It's a fight not to run for the bathroom to throw up, and I'll probably do that later, and then the thought hits me that it's the same bathroom where Danny cleaned me up after Digger died, and his jaw was all Snow could find to torment Peeta with and I see his jaw, his face, laughing or talking or telling me that he was my ally and…
I don't run for the bathroom. I don't scream. Danny was my friend, but he was Peeta's father. Peeta's grief is more important than mine. "Peeta," I say, "I'm so sorry."
"Yeah." He stares blindly at the wall for a minute, completely still, then starts moving again, slowly. "When they come back… maybe you could say something for Dad. I think Dad would like that. You were the closest thing he had to a brother. He'd be glad that you looked after me when I got hurt." He blinks, then looks up the stairs toward Katniss's room. "Anyway, I think that was what happened this morning. She said Prim was dead. She told the cat. That was who she was yelling to."
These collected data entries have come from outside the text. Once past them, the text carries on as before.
//! Pet API 模块
//!
//! 宠物档案由外部客户目录维护；这里只提供预约校验所需的只读查询
//! 和管理端种子录入。

mod handler;

use axum::{Router, routing::get};

use crate::core::ServerState;

pub fn router() -> Router<ServerState> {
    Router::new().nest("/api/pets", routes())
}

fn routes() -> Router<ServerState> {
    Router::new()
        .route("/", get(handler::list).post(handler::create))
        .route("/{id}", get(handler::get_by_id))
}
I grasp at the change in subject. "You think she didn't know?"
"Not exactly. I knew my family was dead. I even knew that they'd been in there with me. But I never said it. I couldn't find words. It was caught between real and not real. Once you know something is real, once you say it, it's different. You can find some place for it to fit and move on." He's quiet for a long time, then says, firmly but without any fanfare, "I still love Katniss." He smiles. "See? I wasn't sure about that. But it's still there. It's still real."
I'm not sure how to answer that, so I say, "Should we stay until she wakes up?"
He thinks about it. "She'll be all right. She'll want to clean up when she gets up. Those guys up in House Six invited me over for dinner. Picnic. Let's go."
"You go ahead. I'll -- "
"No. You won't." He frowns. "The drinking's done, Haymitch. I promised Effie before I left. Mrs. Everdeen says we'll need to get you off of it slowly, so tomorrow, we're progressively watering down what's left."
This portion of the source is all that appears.